Added the ability to choose examples on the OpenAPI docs (included an example with no filters, and one with many)

Fixed a bug in the Paginator for handling counts (will follow-up and fix in the template repo)

Context for reviewers

This change has been extensively tested, manually, and through an enormous amount of new unit tests. As the change was already getting quite large, a few things will be dealt with in follow-up tickets:

Query filtering: [Task]: Implement query filtering to the search endpoint #1455
Fixing logging formatting: [Task]: Update logging of extra parameters in enum lists in human readable formatter #1466
Additional order_by fields: [Task]: Add additional order_by fields to the API #1467

For the filters, they're all one_of filters which means that only one of the supplied values needs to match for it to pass the where clause (literally the where clauses generate as where table.column in (1, 2, 3)).
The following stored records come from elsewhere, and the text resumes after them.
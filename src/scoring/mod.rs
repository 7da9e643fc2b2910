//! Match scoring between products and user style profiles, plus the
//! item-to-item similarity routine used for "more like this" lookups.

use std::cmp::Ordering;

use crate::models::{Product, ScoredProduct, UserStyleProfile};

pub const STYLE_WEIGHT: f64 = 0.35;
pub const COLOR_WEIGHT: f64 = 0.20;
pub const FIT_WEIGHT: f64 = 0.15;
pub const OCCASION_WEIGHT: f64 = 0.20;
pub const BRAND_WEIGHT: f64 = 0.10;
pub const TRENDING_WEIGHT: f64 = 0.10;

const BASELINE: f64 = 0.5;
/// Fixed score for anything touching the avoided sets
const AVOIDED_SCORE: f64 = 0.2;
/// Credit for a style the user named but did not weight
const UNWEIGHTED_STYLE_CREDIT: f64 = 0.7;
/// Ranked pools drop anything at or below this
pub const RANK_THRESHOLD: f64 = 0.4;
const MAX_REASONS: usize = 3;

/// Score one product against a profile. Deterministic for fixed inputs and
/// always within [0, 1].
///
/// The score starts from a neutral baseline and blends in the weighted
/// average of whichever axes actually contributed, scaled by how much of
/// the total axis weight was in play — an item matching on two axes is
/// compared fairly against one matching on five. Any intersection with the
/// avoided styles or colors overrides everything with a fixed low score.
pub fn score(
    product: &Product,
    profile: &UserStyleProfile,
    occasion: Option<&str>,
) -> (f64, Vec<String>) {
    if hits_avoided(product, profile) {
        return (AVOIDED_SCORE, Vec::new());
    }

    // (axis score, axis weight) for contributing axes only
    let mut contributions: Vec<(f64, f64)> = Vec::new();
    let mut reasons: Vec<String> = Vec::new();

    // Style: average of the matched tags' user weights
    let mut style_scores: Vec<f64> = Vec::new();
    let mut matched_style = None;
    for tag in &product.style_tags {
        let tag = tag.to_lowercase();
        if let Some(weight) = profile.style_weights.get(&tag) {
            style_scores.push(*weight);
            matched_style.get_or_insert(tag);
        } else if profile.preferred_styles.iter().any(|s| *s == tag) {
            style_scores.push(UNWEIGHTED_STYLE_CREDIT);
            matched_style.get_or_insert(tag);
        }
    }
    if !style_scores.is_empty() {
        let avg = style_scores.iter().sum::<f64>() / style_scores.len() as f64;
        contributions.push((avg, STYLE_WEIGHT));
        if let Some(tag) = matched_style {
            reasons.push(format!("Matches your {tag} style preference"));
        }
    }

    // Color: fraction of the product's colors the user prefers
    let matched_colors: Vec<&String> = product
        .colors
        .iter()
        .filter(|color| profile.color_weights.contains_key(&color.to_lowercase()))
        .collect();
    if !matched_colors.is_empty() {
        let fraction = matched_colors.len() as f64 / product.colors.len() as f64;
        contributions.push((fraction, COLOR_WEIGHT));
        reasons.push(format!(
            "Matches your {} color preference",
            matched_colors[0].to_lowercase()
        ));
    }

    // Fit: the user's weight for this exact fit
    if let Some(weight) = profile.fit_weights.get(&product.fit.to_lowercase()) {
        contributions.push((*weight, FIT_WEIGHT));
        reasons.push(format!("Matches your preferred {} fit", product.fit));
    }

    // Occasion: binary against the requested context, or the user's
    // preferred occasions when the request has none
    let occasion_hit = match occasion {
        Some(context) => {
            let context = context.to_lowercase();
            product
                .occasions
                .iter()
                .any(|o| o.to_lowercase() == context)
                .then_some(context)
        }
        None => product
            .occasions
            .iter()
            .map(|o| o.to_lowercase())
            .find(|o| profile.preferred_occasions.iter().any(|p| p == o)),
    };
    if let Some(context) = occasion_hit {
        contributions.push((1.0, OCCASION_WEIGHT));
        reasons.push(format!("Great for {context} occasions"));
    }

    // Brand
    if let Some(weight) = profile.brand_weights.get(&product.brand.to_lowercase()) {
        contributions.push((*weight, BRAND_WEIGHT));
        reasons.push(format!("From {}, a brand you love", product.brand));
    }

    // Trending bonus
    if product.trending_score > 0.0 {
        contributions.push((product.trending_score, TRENDING_WEIGHT));
        if product.trending_score > 0.7 {
            reasons.push("Currently trending".to_string());
        }
    }

    let total_weight = STYLE_WEIGHT
        + COLOR_WEIGHT
        + FIT_WEIGHT
        + OCCASION_WEIGHT
        + BRAND_WEIGHT
        + TRENDING_WEIGHT;
    let contributing_weight: f64 = contributions.iter().map(|(_, w)| w).sum();

    let final_score = if contributing_weight > 0.0 {
        let axis_avg = contributions
            .iter()
            .map(|(score, weight)| score * weight)
            .sum::<f64>()
            / contributing_weight;
        let coverage = contributing_weight / total_weight;
        (BASELINE * (1.0 - coverage) + axis_avg * coverage).clamp(0.0, 1.0)
    } else {
        BASELINE
    };

    let mut unique = Vec::new();
    for reason in reasons {
        if !unique.contains(&reason) {
            unique.push(reason);
        }
        if unique.len() == MAX_REASONS {
            break;
        }
    }
    if unique.is_empty() {
        unique.push("Versatile addition to your wardrobe".to_string());
    }

    (final_score, unique)
}

fn hits_avoided(product: &Product, profile: &UserStyleProfile) -> bool {
    let style_hit = product.style_tags.iter().any(|tag| {
        let tag = tag.to_lowercase();
        profile.avoided_styles.iter().any(|avoided| *avoided == tag)
    });
    let color_hit = product.colors.iter().any(|color| {
        let color = color.to_lowercase();
        profile.avoided_colors.iter().any(|avoided| *avoided == color)
    });
    style_hit || color_hit
}

/// Similarity between a product and a fixed reference item. Used for
/// "similar items" lookups, not for profile matching.
pub fn similarity(product: &Product, reference: &Product) -> f64 {
    let mut score = 0.0;

    if product.category.eq_ignore_ascii_case(&reference.category) {
        score += 0.3;
    }
    if let (Some(a), Some(b)) = (&product.subcategory, &reference.subcategory)
        && a.eq_ignore_ascii_case(b)
    {
        score += 0.2;
    }

    let style_overlap = reference
        .style_tags
        .iter()
        .filter(|tag| {
            product
                .style_tags
                .iter()
                .any(|other| other.eq_ignore_ascii_case(tag))
        })
        .count();
    if style_overlap > 0 {
        score += 0.2 * (style_overlap as f64 / reference.style_tags.len().max(1) as f64);
    }

    let color_overlap = reference
        .colors
        .iter()
        .filter(|color| {
            product
                .colors
                .iter()
                .any(|other| other.eq_ignore_ascii_case(color))
        })
        .count();
    if color_overlap > 0 {
        score += 0.15 * (color_overlap as f64 / reference.colors.len().max(1) as f64);
    }

    if product.brand.eq_ignore_ascii_case(&reference.brand) {
        score += 0.1;
    }

    if product.price > 0.0 && reference.price > 0.0 {
        let ratio = (product.price.min(reference.price)) / (product.price.max(reference.price));
        if ratio > 0.7 {
            score += 0.05 * ratio;
        }
    }

    if score == 0.0 { 0.3 } else { score.min(1.0) }
}

/// Score a pool and rank it: filter to scores above the threshold, then a
/// stable descending sort so ties keep their discovery order.
pub fn rank(
    pool: &[Product],
    profile: &UserStyleProfile,
    occasion: Option<&str>,
) -> Vec<ScoredProduct> {
    let mut scored: Vec<ScoredProduct> = pool
        .iter()
        .map(|product| {
            let (match_score, match_reasons) = score(product, profile, occasion);
            ScoredProduct {
                product: product.clone(),
                match_score,
                match_reasons,
            }
        })
        .filter(|scored| scored.match_score > RANK_THRESHOLD)
        .collect();

    scored.sort_by(|a, b| {
        b.match_score
            .partial_cmp(&a.match_score)
            .unwrap_or(Ordering::Equal)
    });
    scored
}

/// Items most similar to a reference, optionally blended with profile
/// personalization (70% similarity, 30% profile match).
pub fn similar_items(
    reference: &Product,
    pool: &[Product],
    profile: Option<&UserStyleProfile>,
    limit: usize,
) -> Vec<Product> {
    let mut scored: Vec<(f64, &Product)> = pool
        .iter()
        .filter(|candidate| candidate.id != reference.id)
        .map(|candidate| {
            let base = similarity(candidate, reference);
            let blended = match profile {
                Some(profile) => {
                    let (personal, _) = score(candidate, profile, None);
                    base * 0.7 + personal * 0.3
                }
                None => base,
            };
            (blended, candidate)
        })
        .collect();

    scored.sort_by(|a, b| b.0.partial_cmp(&a.0).unwrap_or(Ordering::Equal));
    scored
        .into_iter()
        .take(limit)
        .map(|(_, candidate)| candidate.clone())
        .collect()
}

#[cfg(test)]
mod tests {
    use super::*;
    use crate::profile::default_profile;

    fn product(name: &str, category: &str) -> Product {
        Product {
            id: format!("test_{}", name.to_lowercase().replace(' ', "-")),
            name: name.to_string(),
            brand: "Fjell".to_string(),
            category: category.to_string(),
            subcategory: None,
            colors: vec!["black".to_string()],
            style_tags: vec!["casual".to_string(), "minimalist".to_string()],
            occasions: vec!["casual".to_string(), "work".to_string()],
            fit: "regular".to_string(),
            price: 60.0,
            sale_price: None,
            retailer_id: "test".to_string(),
            image_urls: vec![],
            url: String::new(),
            sizes: vec![],
            in_stock: true,
            trending_score: 0.5,
            description: String::new(),
        }
    }

    #[test]
    fn score_is_idempotent_and_bounded() {
        let profile = default_profile();
        let item = product("Black Tee", "tops");

        let (first, reasons_a) = score(&item, &profile, Some("casual"));
        let (second, reasons_b) = score(&item, &profile, Some("casual"));

        assert_eq!(first, second);
        assert_eq!(reasons_a, reasons_b);
        assert!((0.0..=1.0).contains(&first));
        assert!(reasons_a.len() <= 3);
    }

    #[test]
    fn avoided_style_forces_floor_score() {
        let mut profile = default_profile();
        profile.avoided_styles.push("minimalist".to_string());
        // Everything else matches strongly
        profile.style_weights.insert("casual".to_string(), 1.0);
        profile.color_weights.insert("black".to_string(), 1.0);

        let item = product("Black Tee", "tops");
        let (value, reasons) = score(&item, &profile, Some("casual"));

        assert_eq!(value, AVOIDED_SCORE);
        assert!(reasons.is_empty());
    }

    #[test]
    fn avoided_color_forces_floor_score() {
        let mut profile = default_profile();
        profile.avoided_colors.push("black".to_string());

        let (value, _) = score(&product("Black Tee", "tops"), &profile, None);
        assert_eq!(value, AVOIDED_SCORE);
    }

    #[test]
    fn matching_item_outranks_neutral_item() {
        let profile = default_profile();
        let matching = product("Black Tee", "tops");

        let mut neutral = product("Lime Windbreaker", "outerwear");
        neutral.colors = vec!["lime".to_string()];
        neutral.style_tags = vec!["loud".to_string()];
        neutral.occasions = vec!["festival".to_string()];
        neutral.fit = "boxy".to_string();
        neutral.brand = "Unknown".to_string();

        let (match_score, _) = score(&matching, &profile, Some("casual"));
        let (neutral_score, _) = score(&neutral, &profile, Some("casual"));
        assert!(match_score > neutral_score);
    }

    #[test]
    fn unweighted_preferred_style_gets_flat_credit() {
        let mut profile = default_profile();
        profile.style_weights.clear();
        profile.preferred_styles = vec!["minimalist".to_string()];

        let item = product("Plain Tee", "tops");
        let (with_credit, _) = score(&item, &profile, None);

        profile.preferred_styles.clear();
        let (without, _) = score(&item, &profile, None);
        assert!(with_credit > without);
    }

    #[test]
    fn rank_filters_threshold_and_sorts_descending() {
        let profile = default_profile();
        let mut avoided = product("Neon Hoodie", "tops");
        avoided.style_tags = vec!["neon".to_string()];
        let mut with_avoided_profile = profile.clone();
        with_avoided_profile.avoided_styles.push("neon".to_string());

        let pool = vec![product("Black Tee", "tops"), avoided];
        let ranked = rank(&pool, &with_avoided_profile, Some("casual"));

        // The avoided item scores 0.2 and falls below the 0.4 threshold
        assert_eq!(ranked.len(), 1);
        assert_eq!(ranked[0].product.name, "Black Tee");
        for pair in ranked.windows(2) {
            assert!(pair[0].match_score >= pair[1].match_score);
        }
    }

    #[test]
    fn similarity_favors_same_category_and_brand() {
        let reference = product("Black Tee", "tops");
        let same = product("Black Henley", "tops");
        let mut other = product("Black Boots", "shoes");
        other.brand = "Someone Else".to_string();
        other.style_tags = vec!["rugged".to_string()];

        assert!(similarity(&same, &reference) > similarity(&other, &reference));
        assert!((0.0..=1.0).contains(&similarity(&same, &reference)));
    }

    #[test]
    fn similarity_defaults_when_nothing_matches() {
        let reference = product("Black Tee", "tops");
        let mut stranger = product("Red Clogs", "shoes");
        stranger.brand = "Nobody".to_string();
        stranger.colors = vec!["red".to_string()];
        stranger.style_tags = vec!["quirky".to_string()];
        stranger.price = 5.0;

        assert_eq!(similarity(&stranger, &reference), 0.3);
    }

    #[test]
    fn similar_items_excludes_the_reference_itself() {
        let reference = product("Black Tee", "tops");
        let pool = vec![
            reference.clone(),
            product("Black Henley", "tops"),
            product("Black Jeans", "bottoms"),
        ];

        let similar = similar_items(&reference, &pool, None, 5);
        assert_eq!(similar.len(), 2);
        assert!(similar.iter().all(|item| item.id != reference.id));
        assert_eq!(similar[0].name, "Black Henley");
    }
}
You can see an example query below.

The agency filter is a bit odd as I made it a startswith style filter instead to handle the way agency codes get nested. We may want to adjust this further in the future, but this will at least technically handle hierarchies of agencies right now.

Additional information

I extensively tested the performance of the queries we run. I locally loaded in ~11k records using our factories (ran the seed-local-db script 300 times). With the API functioning, I make SQLAlchemy output the queries it ran and did an EXPLAIN ANALYZE ... on the big ones. I then added several indexes which improved the performance.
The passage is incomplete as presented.